Wow ... I didn't realize Peter Moore posted on slashdot! How's the stock holding up these days :) Maybe you need more ads in your premium mobile games?
Tell me, if current games are truly worth sixty dollars a pop, then why do they plunge in the value within the first six months? There are only a handful of titles that can maintain that price for over a year while a vast majority of them fall to the toilet. That tells me that the majority of games are over priced and guess what ... they are. God - duke nukem forever went from sixty dollars to ten dollars - new - in six months. Overpriced much?

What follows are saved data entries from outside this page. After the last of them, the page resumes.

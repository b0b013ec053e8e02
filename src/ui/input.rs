//! Terminal input forwarding.
//!
//! Crossterm's event reading blocks, so a background thread polls for
//! events and hands them to the async event loop over a channel.

use std::sync::atomic::{AtomicBool, Ordering};
use std::sync::Arc;
use std::thread;
use std::time::Duration;

use crossterm::event::{self, Event};
use tokio::sync::mpsc;
use tracing::warn;

/// How long each poll waits before re-checking the running flag.
const POLL_INTERVAL: Duration = Duration::from_millis(50);

/// Listener that forwards terminal events to a channel.
pub struct InputListener {
    /// Where events are sent
    sender: mpsc::UnboundedSender<Event>,
    /// Whether the listener is running
    running: Arc<AtomicBool>,
}

impl InputListener {
    /// Create a listener and the receiver its events arrive on.
    pub fn new() -> (Self, mpsc::UnboundedReceiver<Event>) {
        let (sender, receiver) = mpsc::unbounded_channel();
        let listener = Self {
            sender,
            running: Arc::new(AtomicBool::new(false)),
        };
        (listener, receiver)
    }

    /// Check if the listener is currently running.
    pub fn is_running(&self) -> bool {
        self.running.load(Ordering::Relaxed)
    }

    /// Start reading events on a background thread.
    ///
    /// Returns a handle that stops the thread when told to or dropped.
    pub fn start(&self) -> ListenerHandle {
        let sender = self.sender.clone();
        let running = Arc::clone(&self.running);
        running.store(true, Ordering::Relaxed);

        let handle = thread::spawn(move || {
            while running.load(Ordering::Relaxed) {
                match event::poll(POLL_INTERVAL) {
                    Ok(true) => match event::read() {
                        Ok(event) => {
                            if sender.send(event).is_err() {
                                break;
                            }
                        }
                        Err(err) => warn!(%err, "failed to read terminal event"),
                    },
                    Ok(false) => {}
                    Err(err) => {
                        warn!(%err, "terminal event polling failed");
                        break;
                    }
                }
            }
            running.store(false, Ordering::Relaxed);
        });

        ListenerHandle {
            running: Arc::clone(&self.running),
            handle: Some(handle),
        }
    }
}

/// Handle to a running input listener.
pub struct ListenerHandle {
    running: Arc<AtomicBool>,
    handle: Option<thread::JoinHandle<()>>,
}

impl ListenerHandle {
    /// Stop the listener and wait for its thread to exit.
    pub fn stop(&mut self) {
        self.running.store(false, Ordering::Relaxed);
        if let Some(handle) = self.handle.take() {
            let _ = handle.join();
        }
    }
}

impl Drop for ListenerHandle {
    fn drop(&mut self) {
        self.stop();
    }
}
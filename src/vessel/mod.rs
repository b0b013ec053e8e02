//! The tilting vessel widget model.
//!
//! [`Vessel`] owns every piece of widget state: fill level, tilt angle,
//! voice-over mode, the scripted message, trigger bookkeeping, drag state
//! and the pending script timers. It has no notion of a terminal or of real
//! time; the caller feeds it frame ticks (elapsed time since mount) and
//! pointer events, and renders from [`Vessel::snapshot`].

pub mod physics;
pub mod timers;
pub mod voiceover;

use std::time::Duration;

use serde::Serialize;
use tracing::{debug, info};

pub use physics::{FillLevel, Physics, TiltAngle, GRAVITY_FACTOR};
pub use timers::{Scheduler, TimerGroup, TimerId};
pub use voiceover::{Script, ScriptAction, TriggerState};

/// Fill level at which the voice-over reacts.
pub const DEFAULT_THRESHOLD: f64 = 80.0;

/// Initial fill/tilt when voice-over mode is switched on.
pub const VOICEOVER_START_FILL: f64 = 20.0;
pub const VOICEOVER_START_TILT: f64 = -20.0;

/// Transient pointer drag state.
#[derive(Debug, Clone, Copy, PartialEq)]
pub struct DragState {
    /// Vertical pointer position at the last processed event
    pub last_y: f64,
}

/// What happened during a single frame.
#[derive(Debug, Clone, Copy, PartialEq, Eq, Default)]
pub struct FrameReport {
    /// Script actions that fired before the physics step
    pub fired: usize,
    /// Whether liquid moved this frame
    pub flowed: bool,
    /// Whether this frame started a voice-over step
    pub triggered: bool,
}

/// Render-facing view of the widget.
#[derive(Debug, Clone, PartialEq, Serialize)]
pub struct VesselSnapshot {
    /// Exact fill level
    pub fill: f64,
    /// Fill level as displayed (floored)
    pub percent: u8,
    /// Tilt in degrees
    pub tilt: f64,
    pub voiceover: bool,
    /// Current message, empty when hidden
    pub message: String,
    pub trigger_count: u8,
    pub trigger_busy: bool,
}

impl VesselSnapshot {
    /// Whether there is a message to show.
    pub fn has_message(&self) -> bool {
        !self.message.is_empty()
    }
}

/// The widget model.
#[derive(Debug)]
pub struct Vessel {
    physics: Physics,
    threshold: f64,
    fill: FillLevel,
    tilt: TiltAngle,
    voiceover: bool,
    message: &'static str,
    trigger: TriggerState,
    drag: Option<DragState>,
    timers: Scheduler<ScriptAction>,
    torn_down: bool,
}

impl Default for Vessel {
    fn default() -> Self {
        Self::new(Physics::default(), DEFAULT_THRESHOLD)
    }
}

impl Vessel {
    /// Create an empty, level vessel with voice-over off.
    pub fn new(physics: Physics, threshold: f64) -> Self {
        Self {
            physics,
            threshold,
            fill: FillLevel::EMPTY,
            tilt: TiltAngle::LEVEL,
            voiceover: false,
            message: "",
            trigger: TriggerState::Idle,
            drag: None,
            timers: Scheduler::new(),
            torn_down: false,
        }
    }

    pub fn fill(&self) -> FillLevel {
        self.fill
    }

    pub fn tilt(&self) -> TiltAngle {
        self.tilt
    }

    pub fn voiceover_enabled(&self) -> bool {
        self.voiceover
    }

    /// Current message; empty when nothing is being said.
    pub fn message(&self) -> &str {
        self.message
    }

    pub fn trigger_state(&self) -> TriggerState {
        self.trigger
    }

    pub fn trigger_count(&self) -> u8 {
        self.trigger.count()
    }

    pub fn is_trigger_busy(&self) -> bool {
        self.trigger.is_busy()
    }

    pub fn is_dragging(&self) -> bool {
        self.drag.is_some()
    }

    /// Number of script timers still waiting to fire.
    pub fn pending_timers(&self) -> usize {
        self.timers.pending()
    }

    pub fn is_torn_down(&self) -> bool {
        self.torn_down
    }

    pub fn physics(&self) -> &Physics {
        &self.physics
    }

    /// Advance the widget to `now` (time since mount) and run one frame.
    ///
    /// Script timers that came due since the previous frame fire first.
    /// Then the fill level flows according to the tilt and, if the vessel
    /// is not resting, the voice-over threshold is checked.
    pub fn tick(&mut self, now: Duration) -> FrameReport {
        let mut report = FrameReport::default();
        if self.torn_down {
            return report;
        }

        for action in self.timers.advance_to(now) {
            self.apply(action);
            report.fired += 1;
        }

        let Some(fill) = self.physics.step(self.fill, self.tilt) else {
            return report;
        };
        self.fill = fill;
        report.flowed = true;

        if self.voiceover && fill.value() >= self.threshold && self.trigger.accepts_trigger() {
            report.triggered = self.trigger_voiceover();
        }
        report
    }

    /// Start the next scripted response. No-op while a step is running.
    fn trigger_voiceover(&mut self) -> bool {
        let (next, script) = self.trigger.on_trigger();
        let Some(script) = script else {
            return false;
        };
        self.trigger = next;

        if let Some(tilt) = script.forced_tilt {
            self.tilt = TiltAngle::new(tilt);
        }
        self.message = script.opening;

        let group = self.timers.open_group();
        for cue in script.cues {
            self.timers.schedule(group, cue.delay(), cue.action);
        }

        info!(
            step = self.trigger.count(),
            fill = self.fill.value(),
            tilt = self.tilt.degrees(),
            "voice-over triggered"
        );
        true
    }

    fn apply(&mut self, action: ScriptAction) {
        match action {
            ScriptAction::Say(text) => self.message = text,
            ScriptAction::Finish => {
                self.message = "";
                self.trigger = self.trigger.on_finish();
                debug!(state = ?self.trigger, "voice-over step finished");
            }
        }
    }

    /// Pointer pressed: start dragging from `y`.
    pub fn pointer_down(&mut self, y: f64) {
        if self.torn_down {
            return;
        }
        self.drag = Some(DragState { last_y: y });
    }

    /// Pointer moved to `y`. Tilts the vessel while dragging.
    pub fn pointer_move(&mut self, y: f64) {
        let Some(drag) = self.drag.as_mut() else {
            return;
        };
        let delta = y - drag.last_y;
        drag.last_y = y;
        self.tilt = self.physics.drag(self.tilt, delta);
    }

    /// Pointer released.
    pub fn pointer_up(&mut self) {
        self.drag = None;
    }

    /// Pointer left the widget; ends the drag like a release.
    pub fn pointer_leave(&mut self) {
        self.drag = None;
    }

    /// Switch voice-over mode and reset to that mode's baseline.
    ///
    /// Pending script timers are canceled before anything is reset.
    pub fn set_voiceover(&mut self, enabled: bool) {
        if self.torn_down {
            return;
        }
        let canceled = self.timers.cancel_all();

        self.voiceover = enabled;
        if enabled {
            self.fill = FillLevel::new(VOICEOVER_START_FILL);
            self.tilt = TiltAngle::new(VOICEOVER_START_TILT);
        } else {
            self.fill = FillLevel::EMPTY;
            self.tilt = TiltAngle::LEVEL;
        }
        self.trigger = TriggerState::Idle;
        self.message = "";

        debug!(enabled, canceled, "voice-over mode toggled");
    }

    /// Flip voice-over mode.
    pub fn toggle_voiceover(&mut self) {
        self.set_voiceover(!self.voiceover);
    }

    /// Unmount: cancel all timers and stop reacting to anything.
    pub fn teardown(&mut self) {
        if self.torn_down {
            return;
        }
        let canceled = self.timers.cancel_all();
        self.drag = None;
        self.torn_down = true;
        debug!(canceled, "vessel torn down");
    }

    /// Current state for rendering.
    pub fn snapshot(&self) -> VesselSnapshot {
        VesselSnapshot {
            fill: self.fill.value(),
            percent: self.fill.percent(),
            tilt: self.tilt.degrees(),
            voiceover: self.voiceover,
            message: self.message.to_string(),
            trigger_count: self.trigger.count(),
            trigger_busy: self.trigger.is_busy(),
        }
    }
}
//! Headless simulation.
//!
//! Drives a [`Vessel`] on a virtual clock without a terminal, which makes
//! the widget scriptable from the command line and easy to inspect: apply
//! drag gestures, run a number of frames, print snapshots.

use std::io::Write;
use std::time::Duration;

use serde::Serialize;
use tracing::debug;

use crate::config::Settings;
use crate::error::{Result, TiltbarError};
use crate::ui::colors::Theme;
use crate::vessel::{Vessel, VesselSnapshot};

/// Output format for simulation reports.
#[derive(Debug, Clone, Copy, Default, PartialEq, Eq)]
pub enum ReportFormat {
    /// One human-readable line per snapshot
    #[default]
    Text,
    /// One JSON object per line
    Json,
}

/// What to simulate.
#[derive(Debug, Clone)]
pub struct SimulationPlan {
    /// Switch voice-over on before anything else
    pub voiceover: bool,
    /// Drag gestures (vertical pixels) applied in order before the first frame
    pub drags: Vec<f64>,
    /// Number of frames to run
    pub frames: u64,
    /// Emit a snapshot every N frames (0 = final frame only)
    pub every: u64,
}

impl Default for SimulationPlan {
    fn default() -> Self {
        Self {
            voiceover: false,
            drags: Vec::new(),
            frames: 60,
            every: 0,
        }
    }
}

/// A snapshot taken at a given frame.
#[derive(Debug, Clone, PartialEq, Serialize)]
pub struct FrameSample {
    pub frame: u64,
    pub elapsed_ms: u64,
    #[serde(flatten)]
    pub snapshot: VesselSnapshot,
}

/// Virtual time of `frame` at `fps`.
pub fn frame_time(frame: u64, fps: u32) -> Duration {
    let fps = u64::from(fps.max(1));
    Duration::from_micros(frame * 1_000_000 / fps)
}

/// Run `plan` against a fresh vessel built from `settings`.
///
/// Returns the sampled frames, always ending with the last one.
pub fn simulate(settings: &Settings, plan: &SimulationPlan) -> Vec<FrameSample> {
    let mut vessel = Vessel::new(settings.physics(), settings.voiceover.threshold);
    if plan.voiceover || settings.voiceover.enabled {
        vessel.set_voiceover(true);
    }
    for &distance in &plan.drags {
        drag(&mut vessel, distance);
    }
    debug!(
        frames = plan.frames,
        tilt = vessel.tilt().degrees(),
        "simulation starting"
    );

    let mut samples = Vec::new();
    let fps = settings.display.fps;
    for frame in 1..=plan.frames {
        let elapsed = frame_time(frame, fps);
        vessel.tick(elapsed);
        let due = plan.every > 0 && frame % plan.every == 0;
        if due || frame == plan.frames {
            samples.push(FrameSample {
                frame,
                elapsed_ms: elapsed.as_millis() as u64,
                snapshot: vessel.snapshot(),
            });
        }
    }

    vessel.teardown();
    if samples.is_empty() {
        samples.push(FrameSample {
            frame: 0,
            elapsed_ms: 0,
            snapshot: vessel.snapshot(),
        });
    }
    samples
}

/// A full press-move-release gesture covering `distance` pixels.
fn drag(vessel: &mut Vessel, distance: f64) {
    vessel.pointer_down(0.0);
    vessel.pointer_move(distance);
    vessel.pointer_up();
}

/// Format one sample as a text line.
pub fn format_text(sample: &FrameSample, theme: &Theme) -> String {
    let snapshot = &sample.snapshot;
    let mut line = format!(
        "frame {:>5}  {:>6}ms  fill {}  tilt {}",
        sample.frame,
        sample.elapsed_ms,
        theme.paint(&format!("{:>3}%", snapshot.percent), theme.liquid),
        theme.paint(&format!("{:>+6.1}°", snapshot.tilt), theme.tilt),
    );
    if snapshot.voiceover {
        line.push_str(&theme.paint(
            &format!("  voice-over {}/3", snapshot.trigger_count),
            theme.muted,
        ));
    }
    if snapshot.has_message() {
        line.push_str("  ");
        line.push_str(&theme.paint(&format!("\"{}\"", snapshot.message), theme.message));
    }
    line
}

/// Write samples to `out` in the requested format.
pub fn write_report<W: Write>(
    out: &mut W,
    samples: &[FrameSample],
    format: ReportFormat,
    theme: &Theme,
) -> Result<()> {
    for sample in samples {
        match format {
            ReportFormat::Text => {
                writeln!(out, "{}", format_text(sample, theme)).map_err(TiltbarError::Output)?
            }
            ReportFormat::Json => {
                let line = serde_json::to_string(sample)?;
                writeln!(out, "{}", line).map_err(TiltbarError::Output)?;
            }
        }
    }
    out.flush().map_err(TiltbarError::Output)
}
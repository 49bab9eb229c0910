// ABOUTME: Scales, parses, and merges ingredient lines across all meals of a plan
// ABOUTME: Produces alphabetically sorted ShoppingItems with 2-decimal quantities
//
// SPDX-License-Identifier: MIT OR Apache-2.0
// Copyright (c) 2025 Platewise

use std::collections::btree_map::Entry;
use std::collections::BTreeMap;

use uuid::Uuid;

use crate::ingredient::{self, is_skipped};
use crate::models::{IngredientCategory, MealPlan, ShoppingItem};

/// Accumulator for one normalized ingredient name
struct PendingItem {
    quantity: f64,
    unit: String,
    category: IngredientCategory,
}

/// Collapse all ingredients of all meals in a plan into sorted items.
///
/// Each line is scaled by `1 / servings` of its recipe (quantities are
/// assumed to scale linearly with servings). Merging sums quantities,
/// adopts the first non-empty unit, and upgrades the category from
/// `Other` to any specific category seen. Names on the skip list (water,
/// salt/pepper, and the like) are dropped. Keys come back alphabetically
/// sorted with quantities rounded to 2 decimals.
#[must_use]
pub fn aggregate(plan: &MealPlan) -> Vec<ShoppingItem> {
    let mut merged: BTreeMap<String, PendingItem> = BTreeMap::new();

    for day in &plan.days {
        for meal in &day.meals {
            let scale = 1.0 / f64::from(meal.recipe.servings.max(1));
            for line in &meal.recipe.ingredients {
                let Some(parsed) = ingredient::parse(line) else {
                    continue;
                };
                if is_skipped(&parsed.name) {
                    continue;
                }
                let scaled = parsed.quantity * scale;
                match merged.entry(parsed.name) {
                    Entry::Occupied(mut entry) => {
                        let existing = entry.get_mut();
                        existing.quantity += scaled;
                        if existing.unit.is_empty() && !parsed.unit.is_empty() {
                            existing.unit = parsed.unit;
                        }
                        if existing.category == IngredientCategory::Other {
                            existing.category = parsed.category;
                        }
                    }
                    Entry::Vacant(entry) => {
                        entry.insert(PendingItem {
                            quantity: scaled,
                            unit: parsed.unit,
                            category: parsed.category,
                        });
                    }
                }
            }
        }
    }

    merged
        .into_iter()
        .map(|(name, item)| ShoppingItem {
            id: Uuid::new_v4().to_string(),
            name,
            quantity: round2(item.quantity),
            unit: item.unit,
            checked: false,
            category: item.category,
        })
        .collect()
}

fn round2(value: f64) -> f64 {
    (value * 100.0).round() / 100.0
}
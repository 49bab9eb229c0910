// ABOUTME: Keyword-based detection of protein categories within a recipe
// ABOUTME: Feeds the protein-variety indicators of the plan model
//
// SPDX-License-Identifier: MIT OR Apache-2.0
// Copyright (c) 2025 Platewise

use std::collections::BTreeSet;

use serde::{Deserialize, Serialize};

use crate::models::Recipe;

/// Protein categories the variety penalty discriminates between
#[derive(
    Debug, Clone, Copy, PartialEq, Eq, PartialOrd, Ord, Hash, Serialize, Deserialize,
)]
#[serde(rename_all = "snake_case")]
pub enum ProteinKind {
    Chicken,
    Beef,
    Pork,
    Turkey,
    Fish,
    Seafood,
    Egg,
    Tofu,
    Legume,
}

/// Keywords per protein kind, matched by containment against the recipe
/// name and every ingredient line (lowercased)
const PROTEIN_KEYWORDS: &[(ProteinKind, &[&str])] = &[
    (ProteinKind::Chicken, &["chicken"]),
    (ProteinKind::Beef, &["beef", "steak", "brisket"]),
    (
        ProteinKind::Pork,
        &["pork", "bacon", "ham", "sausage", "prosciutto"],
    ),
    (ProteinKind::Turkey, &["turkey"]),
    (
        ProteinKind::Fish,
        &["salmon", "tuna", "cod", "tilapia", "halibut", "trout", "fish"],
    ),
    (
        ProteinKind::Seafood,
        &["shrimp", "prawn", "scallop", "crab", "lobster", "mussel", "clam"],
    ),
    (ProteinKind::Egg, &["egg"]),
    (ProteinKind::Tofu, &["tofu", "tempeh", "seitan"]),
    (
        ProteinKind::Legume,
        &["lentil", "chickpea", "black bean", "kidney bean", "edamame"],
    ),
];

/// Detect every protein category appearing in a recipe
#[must_use]
pub fn detect_proteins(recipe: &Recipe) -> BTreeSet<ProteinKind> {
    let mut haystack = recipe.name.to_lowercase();
    for line in &recipe.ingredients {
        haystack.push(' ');
        haystack.push_str(&line.to_lowercase());
    }

    PROTEIN_KEYWORDS
        .iter()
        .filter(|(_, keywords)| keywords.iter().any(|k| haystack.contains(k)))
        .map(|(kind, _)| *kind)
        .collect()
}
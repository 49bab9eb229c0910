// ABOUTME: Shopping-aisle category assignment via keyword containment
// ABOUTME: Holds the category keyword lists and the aggregator skip list
//
// SPDX-License-Identifier: MIT OR Apache-2.0
// Copyright (c) 2025 Platewise

use crate::models::IngredientCategory;

/// Produce keywords, checked first
const PRODUCE: &[&str] = &[
    "apple",
    "banana",
    "orange",
    "lemon",
    "lime",
    "berry",
    "strawberry",
    "blueberry",
    "raspberry",
    "grape",
    "melon",
    "mango",
    "pineapple",
    "peach",
    "pear",
    "plum",
    "cherry",
    "avocado",
    "tomato",
    "potato",
    "onion",
    "garlic",
    "ginger",
    "carrot",
    "celery",
    "broccoli",
    "cauliflower",
    "spinach",
    "kale",
    "lettuce",
    "arugula",
    "cabbage",
    "cucumber",
    "zucchini",
    "squash",
    "bell pepper",
    "jalapeno",
    "mushroom",
    "green bean",
    "asparagus",
    "eggplant",
    "leek",
    "scallion",
    "shallot",
    "cilantro",
    "parsley",
    "basil",
    "mint",
    "thyme",
    "rosemary",
    "dill",
    "chive",
    "beet",
    "radish",
    "turnip",
    "pumpkin",
    "kiwi",
    "apricot",
    "fig",
];

/// Protein keywords, checked second
const PROTEIN: &[&str] = &[
    "chicken",
    "beef",
    "steak",
    "pork",
    "bacon",
    "ham",
    "sausage",
    "turkey",
    "lamb",
    "duck",
    "salmon",
    "tuna",
    "cod",
    "tilapia",
    "halibut",
    "trout",
    "shrimp",
    "prawn",
    "scallop",
    "crab",
    "lobster",
    "fish",
    "egg",
    "tofu",
    "tempeh",
    "seitan",
    "lentil",
    "chickpea",
    "black bean",
    "kidney bean",
    "bean",
    "edamame",
    "peanut",
    "almond",
    "cashew",
    "walnut",
    "pecan",
    "pistachio",
    "whey",
    "protein powder",
];

/// Dairy keywords, checked third
const DAIRY: &[&str] = &[
    "milk",
    "cheese",
    "yogurt",
    "butter",
    "cream",
    "mozzarella",
    "cheddar",
    "parmesan",
    "feta",
    "ricotta",
    "buttermilk",
    "ghee",
    "kefir",
];

/// Grains keywords, checked fourth
const GRAINS: &[&str] = &[
    "flour",
    "bread",
    "rice",
    "pasta",
    "noodle",
    "oat",
    "quinoa",
    "barley",
    "couscous",
    "tortilla",
    "cereal",
    "granola",
    "cracker",
    "bagel",
    "pita",
    "cornmeal",
    "breadcrumb",
    "panko",
    "spaghetti",
    "macaroni",
    "penne",
    "orzo",
    "farro",
    "bulgur",
    "wheat",
];

/// Pantry keywords, checked last before the fallback
const PANTRY: &[&str] = &[
    "oil",
    "vinegar",
    "soy sauce",
    "salt",
    "pepper",
    "sugar",
    "honey",
    "maple syrup",
    "vanilla",
    "baking powder",
    "baking soda",
    "yeast",
    "cinnamon",
    "cumin",
    "paprika",
    "oregano",
    "chili powder",
    "curry",
    "turmeric",
    "nutmeg",
    "saffron",
    "cocoa",
    "chocolate",
    "broth",
    "stock",
    "salsa",
    "mustard",
    "ketchup",
    "mayonnaise",
    "mayo",
    "syrup",
    "jam",
    "jelly",
    "tahini",
    "sesame",
    "spice",
    "seasoning",
    "extract",
    "molasses",
    "cornstarch",
    "sriracha",
    "worcestershire",
    "sauce",
];

/// Normalized names dropped by the shopping-list aggregator
const SKIP_LIST: &[&str] = &[
    "water",
    "ice",
    "salt",
    "pepper",
    "salt pepper",
    "black pepper",
    "kosher salt",
    "sea salt",
    "cooking spray",
    "nonstick cooking spray",
];

/// Assign a category to a normalized ingredient name.
///
/// Keyword containment over the five category lists in order produce,
/// protein, dairy, grains, pantry; first match wins; unmatched names fall
/// through to [`IngredientCategory::Other`].
#[must_use]
pub fn categorize(name: &str) -> IngredientCategory {
    let groups: [(&[&str], IngredientCategory); 5] = [
        (PRODUCE, IngredientCategory::Produce),
        (PROTEIN, IngredientCategory::Protein),
        (DAIRY, IngredientCategory::Dairy),
        (GRAINS, IngredientCategory::Grains),
        (PANTRY, IngredientCategory::Pantry),
    ];
    for (keywords, category) in groups {
        if keywords.iter().any(|k| name.contains(k)) {
            return category;
        }
    }
    IngredientCategory::Other
}

/// Whether the aggregator should drop this normalized name entirely
#[must_use]
pub fn is_skipped(name: &str) -> bool {
    SKIP_LIST.contains(&name)
}
// ABOUTME: Abstraction over the remote recipe service consumed by the reconciler
// ABOUTME: Implementations wrap the cloud API; tests script a fake
//
// SPDX-License-Identifier: MIT OR Apache-2.0
// Copyright (c) 2025 Platewise

use async_trait::async_trait;

use crate::errors::AppResult;
use crate::models::{Preferences, Recipe};

/// The remote recipe service.
///
/// The host app implements this over its HTTP client; the core only needs
/// these five operations. All methods presume the caller already holds
/// valid credentials (the reconciler checks login state first).
#[async_trait]
pub trait RemoteService: Send + Sync {
    /// Fetch every recipe visible to this account
    async fn fetch_recipes(&self) -> AppResult<Vec<Recipe>>;

    /// Create a recipe the server has never seen
    async fn create_recipe(&self, recipe: &Recipe) -> AppResult<()>;

    /// Update a recipe that already exists on the server
    async fn update_recipe(&self, recipe: &Recipe) -> AppResult<()>;

    /// Fetch the account's preferences, if the server has any
    async fn fetch_preferences(&self) -> AppResult<Option<Preferences>>;

    /// Push the local preferences
    async fn push_preferences(&self, preferences: &Preferences) -> AppResult<()>;
}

Comparing two prices from two different decades without taking into account other factors is incredibly naive. The gaming market has exploded in that time. It's gone from a handful of millions to billions of paying customers. Computing power has gone through the roof. The necessary skills to build these games has substantially dropped and while budgets have increased so has the profits by a wide margin. By all accounts, these games should be far cheaper than they are. Not the silly inflation math you are using. The used market would not be so out of control if this were the case.
A funny thing has also happened in this time period. Sequels are pushed out faster, content is held back in the form of consumables, we're watching the rise online passes, and now the most odious of all - free to play games that end up becoming quite the cash cow (75% of apple's top twenty grossing games are free to play). Games like Call of Duty, Mass Effect, Assassins Creed, and lets not forget Madden are repurposing the same technology, the same assets what would arguably called expansion packs not twenty years ago. And the hilarious thing is that some of these "AAA" games are just flat out broken on launch.
Now look - if you feel you are getting value for sixty bucks, all the power to you, but seeing as you hitting the Walmart bargin bin, I'm guessing you don't. Well the real bad news is almost upon us. Digital distribution completely screw us. Whereas games drop like a rock on retail shelves to make way for other games, digital games can stay high in the upper fifties or sixties as long as they like with an occasional "deal" of five dollars off or some other nonsense. I'm not talking Steam (they get it) but stores like xbox live, origin, and I'm guessing the playstation store (I never use it so I don't know). And this is without any distribution costs except bandwidth which is dirt cheap.
The last game I bought for sixty bucks was Battlefield 3 last year. I played it for a month and will probably sell it on Amazon in a few weeks. Meanwhile I buy a ton of games on my iDevices. If they suck, I hardly bat an eye. That's how it should be. Buying games should be an impulse purchase, not a saving money purchase. Hollywood got this with dvd purcahses. The real question ... when will game publishers?